Exercise requirements:
Your response should be the complete set of records, reproduced exactly.

== == ==

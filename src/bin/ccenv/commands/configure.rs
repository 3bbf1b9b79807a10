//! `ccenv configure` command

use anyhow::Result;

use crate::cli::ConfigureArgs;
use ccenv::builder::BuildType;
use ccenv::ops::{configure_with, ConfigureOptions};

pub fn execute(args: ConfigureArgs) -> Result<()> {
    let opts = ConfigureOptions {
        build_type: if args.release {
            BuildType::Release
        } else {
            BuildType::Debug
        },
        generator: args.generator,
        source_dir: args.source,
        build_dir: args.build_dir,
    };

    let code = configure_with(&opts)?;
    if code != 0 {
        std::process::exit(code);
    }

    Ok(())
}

== == ==

Task result:
filename src/bin/ccenv/commands/configure.rs
repository 3bbf1b9b79807a10
//! `ccenv configure` command

use anyhow::Result;

use crate::cli::ConfigureArgs;
use ccenv::builder::BuildType;
use ccenv::ops::{configure_with, ConfigureOptions};

pub fn execute(args: ConfigureArgs) -> Result<()> {
    let opts = ConfigureOptions {
        build_type: if args.release {
            BuildType::Release
        } else {
            BuildType::Debug
        },
        generator: args.generator,
        source_dir: args.source,
        build_dir: args.build_dir,
    };

    let code = configure_with(&opts)?;
    if code != 0 {
        std::process::exit(code);
    }

    Ok(())
}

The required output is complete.